Concept

Spiro Mounds

Spiro Mounds (34 LF 40) is an archaeological site located in present-day eastern Oklahoma that remains from an indigenous Indian culture that was part of the major northern Caddoan Mississippian culture. The 80-acre site is located within a floodplain on the southern side of the Arkansas River. The modern town of Spiro developed approximately seven miles to the south. Between the ninth and fifteenth centuries, the local indigenous people created a powerful religious and political center, culturally linked to the Southeastern Ceremonial Complex identified by anthropologists as the Mississippian Ideological Interaction Sphere (MIIS). Spiro was a major western outpost of Mississippian culture, which dominated the Mississippi Valley and its tributaries for centuries. In the 1930s during the Great Depression, treasure hunters bought the rights to tunnel into Craig Mound—the second-largest mound on the site—to mine it for artifacts. Without concern for scientific research, they exposed a hollow burial chamber inside the mound, a unique feature containing some of the most extraordinary pre-Columbian artifacts ever found in the United States. The treasure hunters sold the artifacts they recovered to art collectors, some as far away as Europe. The artifacts included works of fragile, perishable materials: textiles and feathers that had been uniquely preserved in the conditions of the closed chamber. Later, steps were taken to protect the site.

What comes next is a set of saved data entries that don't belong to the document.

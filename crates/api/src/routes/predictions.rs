//! Prediction Routes

use axum::{
    extract::{
        rejection::{JsonRejection, PathRejection, QueryRejection},
        Path, Query, State,
    },
    Json,
};
use predictor::{
    BatchPrediction, EmployeeInput, PredictionPage, RiskLevel, SinglePrediction,
};
use serde::{Deserialize, Serialize};
use std::sync::Arc;
use storage::PredictionRecord;

use crate::error::ApiResult;
use crate::AppState;

/// Successful response envelope
#[derive(Debug, Serialize)]
pub struct Success<T> {
    pub success: bool,
    #[serde(flatten)]
    pub body: T,
}

impl<T> Success<T> {
    fn new(body: T) -> Json<Self> {
        Json(Self {
            success: true,
            body,
        })
    }
}

/// Query parameters for the listing endpoint
#[derive(Debug, Deserialize)]
pub struct ListQuery {
    #[serde(default)]
    pub skip: i64,
    #[serde(default = "default_limit")]
    pub limit: i64,
}

fn default_limit() -> i64 {
    100
}

#[derive(Debug, Serialize)]
pub struct SingleBody {
    pub prediction_id: i64,
    pub prediction: SingleOutcome,
}

#[derive(Debug, Serialize)]
pub struct SingleOutcome {
    pub will_leave: bool,
    pub probability: f64,
    pub risk_level: RiskLevel,
}

impl From<SinglePrediction> for SingleBody {
    fn from(p: SinglePrediction) -> Self {
        Self {
            prediction_id: p.prediction_id,
            prediction: SingleOutcome {
                will_leave: p.will_leave,
                probability: p.probability,
                risk_level: p.risk_level,
            },
        }
    }
}

#[derive(Debug, Serialize)]
pub struct RecordBody {
    pub prediction: PredictionRecord,
}

#[derive(Debug, Serialize)]
pub struct MessageBody {
    pub message: String,
}

/// Score every employee in the HR extracts
pub async fn predict_all(
    State(state): State<Arc<AppState>>,
) -> ApiResult<Json<Success<BatchPrediction>>> {
    let batch = state.service.predict_batch().await?;
    Ok(Success::new(batch))
}

/// Score one posted employee
pub async fn predict_one(
    State(state): State<Arc<AppState>>,
    payload: Result<Json<EmployeeInput>, JsonRejection>,
) -> ApiResult<Json<Success<SingleBody>>> {
    let Json(input) = payload?;
    let result = state.service.predict_one(input).await?;
    Ok(Success::new(result.into()))
}

/// Page through stored predictions
pub async fn list_predictions(
    State(state): State<Arc<AppState>>,
    params: Result<Query<ListQuery>, QueryRejection>,
) -> ApiResult<Json<Success<PredictionPage>>> {
    let Query(params) = params?;
    let page = state
        .service
        .list_predictions(params.skip, params.limit)
        .await?;
    Ok(Success::new(page))
}

pub async fn get_prediction(
    State(state): State<Arc<AppState>>,
    id: Result<Path<i64>, PathRejection>,
) -> ApiResult<Json<Success<RecordBody>>> {
    let Path(id) = id?;
    let prediction = state.service.get_prediction(id).await?;
    Ok(Success::new(RecordBody { prediction }))
}

pub async fn delete_prediction(
    State(state): State<Arc<AppState>>,
    id: Result<Path<i64>, PathRejection>,
) -> ApiResult<Json<Success<MessageBody>>> {
    let Path(id) = id?;
    state.service.delete_prediction(id).await?;
    Ok(Success::new(MessageBody {
        message: format!("Prediction {} deleted", id),
    }))
}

This site has been significant for North American archaeology since the 1930s, especially due to its many preserved textiles and a wealth of shell carving. Later, some of the artifacts sold by treasure hunters were returned to regional museums and the Caddo Nation, but many artifacts from the site have never been accounted for. Since the late twentieth century, the Spiro Mounds site has been protected by the Oklahoma Historical Society and it is listed on the National Register of Historic Places.